Palmer helps his congregation to discover that the first thing John does after greeting his readers is to remember the good news about Jesus Christ. "To him who loved us and has freed us from our sins by his blood and made us a kingdom, priest to his God and Father, to him be glory and dominion forever and ever. Amen." Remembering positive things like the good news of the gospel is a good thing to do when you are alone, says Palmer. Christ the King Sunday, therefore, is the church's celebration that God gives boundaries to everything—the Alpha and Omega—and in the midst of all is the one who not only died and was raised for us but who reigns.

In an untitled sermon on this passage, William H. Willimon3 invites his congregation to discover that the worst of times, history shows, are paradoxically, the best of times, times when some new and better age is breaking forth. Such is the time that is read today from Revelation. Here, the Church, the "New Israel," is suffering persecution at the hands of the Emperor, many Christians are falling away into apostasy, many are paying for their faith with their lives. "Is there any hope in such a terrible time?" many asked.

Willimon suggests that we may be living in similar desperate times. He points to the Jonestown suicides, the dangers to our health in the various foods we eat and the continuing rumors of wars and life in the shadow of "the mushroom cloud." This sermon was prepared in 1979. Were he to preach it today, Willimon would certainly point to the bombing in Oklahoma City and the high school shootings in Colorado as further examples. We are trapped between wild utopian visions for the future and dismal doomsday visions of an imminent end.

Yet, cautions Willimon, before we read ourselves to easily into Revelation, we should remind ourselves that this book was written, not to a contented, successful, affluent, mildly discomforted church like ours, but to an Israel and to a church suffering under great persecution. Persecution is not a problem for the American, established church. But it is a very real problem for the church in many parts of the world. So perhaps we should let these suffering, persecuted churches read today's text and take hope, not us. Apostasy, observes Willimon, that vast, disinterested, disheartened falling away from the faith, may be more our church's problem than forbearance under persecution.

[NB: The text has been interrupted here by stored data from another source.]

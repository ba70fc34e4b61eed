//! edged — the EdgeGrid manager daemon.
//!
//! Single binary that wires the decision engine to live infrastructure:
//! - State store (redb)
//! - Executor with shell, AWS CLI and Docker CLI backends
//! - Host monitor and service monitor loops
//!
//! # Usage
//!
//! ```text
//! edged run --config /etc/edgegrid/edged.toml
//! edged inventory --config /etc/edgegrid/edged.toml
//! edged check-rules /etc/edgegrid/rules.toml
//! ```

mod actions;
mod bootstrap;
mod config;

use std::path::{Path, PathBuf};
use std::sync::Arc;
use std::time::Duration;

use anyhow::Context;
use clap::{Parser, Subcommand};
use tokio::sync::watch;
use tracing::info;

use edgegrid_autoscale::{HostMonitor, MetricSource, ServiceMonitor};
use edgegrid_executor::{
    AwsCliProvider, Backends, CloudProvider, CommandHostProbe, CommandRunner, DockerCliRuntime, DockerCliSwarm,
    ExecContext, Executor, Inventory, ShellCommandRunner,
};
use edgegrid_metrics::MetricTracker;
use edgegrid_rules::{FileRuleStore, Rule, RuleStore};
use edgegrid_state::{EntityKind, NodeRole, StateStore};

use crate::actions::{CommandMetricSource, ExecutorActions};
use crate::bootstrap::NoCloud;
use crate::config::EdgedConfig;

#[derive(Parser)]
#[command(name = "edged", about = "EdgeGrid manager daemon")]
struct Cli {
    /// Emit logs as JSON lines.
    #[arg(long, global = true)]
    log_json: bool,

    #[command(subcommand)]
    command: Command,
}

#[derive(Subcommand)]
enum Command {
    /// Join the manager host and run the host and service monitors.
    Run {
        #[arg(long, default_value = "/etc/edgegrid/edged.toml")]
        config: PathBuf,
    },
    /// Print the current inventory as JSON.
    Inventory {
        #[arg(long, default_value = "/etc/edgegrid/edged.toml")]
        config: PathBuf,
    },
    /// Parse and validate a rules file.
    CheckRules {
        path: PathBuf,
    },
}

#[tokio::main]
async fn main() -> anyhow::Result<()> {
    let cli = Cli::parse();
    init_tracing(cli.log_json);

    match cli.command {
        Command::Run { config } => run(&config).await,
        Command::Inventory { config } => inventory(&config),
        Command::CheckRules { path } => check_rules(&path),
    }
}

fn init_tracing(json: bool) {
    let filter = tracing_subscriber::EnvFilter::try_from_default_env()
        .unwrap_or_else(|_| tracing_subscriber::EnvFilter::new("info,edged=debug,edgegrid=debug"));
    let builder = tracing_subscriber::fmt().with_env_filter(filter);
    if json {
        builder.json().init();
    } else {
        builder.init();
    }
}

fn load_config(path: &Path) -> anyhow::Result<EdgedConfig> {
    EdgedConfig::from_file(path).with_context(|| format!("reading config {}", path.display()))
}

fn open_state(config: &EdgedConfig) -> anyhow::Result<StateStore> {
    std::fs::create_dir_all(&config.manager.data_dir)?;
    let db_path = config.state_path();
    let state = StateStore::open(&db_path)?;
    info!(path = ?db_path, "state store opened");
    Ok(state)
}

async fn run(config_path: &Path) -> anyhow::Result<()> {
    let config = load_config(config_path)?;
    info!(manager = %config.manager.address, region = ?config.manager.region, "EdgeGrid manager starting");

    // ── Initialize subsystems ──────────────────────────────────

    let state = open_state(&config)?;
    bootstrap::register(&state, &config)?;

    let rules = FileRuleStore::new(&config.rules.path);
    let loaded = rules
        .load()
        .with_context(|| format!("loading rules {}", config.rules.path.display()))?;
    info!(count = loaded.len(), path = ?config.rules.path, "rules loaded");
    let rules: Arc<dyn RuleStore> = Arc::new(rules);

    let context = ExecContext::new(config.manager.address.clone());
    let runner: Arc<dyn CommandRunner> = Arc::new(
        ShellCommandRunner::new(context.clone(), config.ssh.user.clone())
            .with_identity_file(config.ssh.identity_file.clone()),
    );
    let cloud: Arc<dyn CloudProvider> = if config.cloud.enabled {
        Arc::new(AwsCliProvider::new(runner.clone(), context.clone(), config.aws_launch_config()))
    } else {
        info!("cloud provisioning disabled");
        Arc::new(NoCloud)
    };
    let backends = Backends {
        runner: runner.clone(),
        cloud,
        swarm: Arc::new(DockerCliSwarm::new(runner.clone(), context.clone())),
        runtime: Arc::new(DockerCliRuntime::new(runner.clone())),
        probe: Arc::new(CommandHostProbe::new(runner.clone())),
    };
    let executor = Arc::new(Executor::new(
        state.clone(),
        context,
        backends,
        config.executor_settings(),
    ));
    info!("executor initialized");

    let manager = executor
        .join_host(&config.manager.address, NodeRole::Manager)
        .await
        .context("joining the manager host")?;
    info!(host = %manager.address, "manager host joined");

    let tracker = MetricTracker::new(state.clone()).with_monitoring_log(config.manager.test_log);
    let metrics: Arc<dyn MetricSource> = Arc::new(CommandMetricSource::new(runner));
    let actions = Arc::new(ExecutorActions::new(executor.clone()));

    let mut host_monitor = HostMonitor::new(
        state.clone(),
        tracker.clone(),
        rules.clone(),
        metrics.clone(),
        actions.clone(),
        config.host_monitor_settings(),
    );
    let mut service_monitor = ServiceMonitor::new(
        state,
        tracker,
        rules,
        metrics,
        actions,
        config.service_monitor_settings(),
    );

    // ── Shutdown signal ────────────────────────────────────────

    let (shutdown_tx, shutdown_rx) = watch::channel(false);
    let host_shutdown = shutdown_rx.clone();
    let service_shutdown = shutdown_rx;

    // ── Start background tasks ─────────────────────────────────

    let host_interval = Duration::from_secs(config.hosts.monitor_interval_secs);
    let host_handle = tokio::spawn(async move {
        host_monitor.run(host_interval, host_shutdown).await;
    });

    let service_interval = Duration::from_secs(config.services.monitor_interval_secs);
    let service_handle = tokio::spawn(async move {
        service_monitor.run(service_interval, service_shutdown).await;
    });

    tokio::signal::ctrl_c()
        .await
        .context("installing CTRL+C handler")?;
    info!("shutdown signal received");
    let _ = shutdown_tx.send(true);

    // Wait for background tasks.
    let _ = host_handle.await;
    let _ = service_handle.await;
    executor.shutdown().await;

    info!("EdgeGrid manager stopped");
    Ok(())
}

fn inventory(config_path: &Path) -> anyhow::Result<()> {
    let config = load_config(config_path)?;
    let state = StateStore::open(&config.state_path())?;
    let snapshot = Inventory::load(&state)?;
    println!("{}", serde_json::to_string_pretty(&snapshot)?);
    Ok(())
}

fn check_rules(path: &Path) -> anyhow::Result<()> {
    let rules = FileRuleStore::new(path)
        .load()
        .with_context(|| format!("invalid rules file {}", path.display()))?;
    let count = |kind: EntityKind| rules.iter().filter(|r: &&Rule| r.kind == kind).count();
    println!(
        "{}: {} rules ({} host, {} service, {} disabled)",
        path.display(),
        rules.len(),
        count(EntityKind::Host),
        count(EntityKind::Service),
        rules.iter().filter(|r| !r.enabled).count(),
    );
    Ok(())
}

Willimon has dismissed this text as having anything to say to the American church. The congregation now anticipating the closing hymn, Willimon surprises us by walking over to the text for a second look. We have overlooked an important consideration; there were apostates in Israel and in the church during Revelation as well. Difficult times, says Willimon, produce not only Christians who are glorious martyrs but also Christians who are unfaithful cowards. These texts address both groups of Christians. To the one is promised judgment and reckoning. In others words, to both groups of Christians is promised the coming and near presence of God.

This sermon announces that bold, decisive, transforming action has been, is being, and will be taken—not by us, not by political powers, not by the oppressed or the oppressors—but by God almighty. On this last Sunday of a dying Church Year, the Advent of Christ's coming among us offers a confident, expectant word that God yet rules, God's purposes will yet be fulfilled, the difficult present is but a prelude to the glorious coming of God.

Doug Hood

NOTES

1. Larry Paul Jones and Jerry L. Sumney, Preaching Apocalyptic Texts (St. Louis, Missouri: Chalice Press, 1999), pp. 34-35. 2. Earl Palmer, "Not Alone," The Library of Distinctive Sermons, ed. Gary W. Klingsporn (Sisters, Oregon: Questar Publishers, 1996). 3. William H. Willimon, Seasons of Preaching, ed. John M. Rottman & Paul Scott Wilson (New Berlin, WI: 1996), pp. 257-258.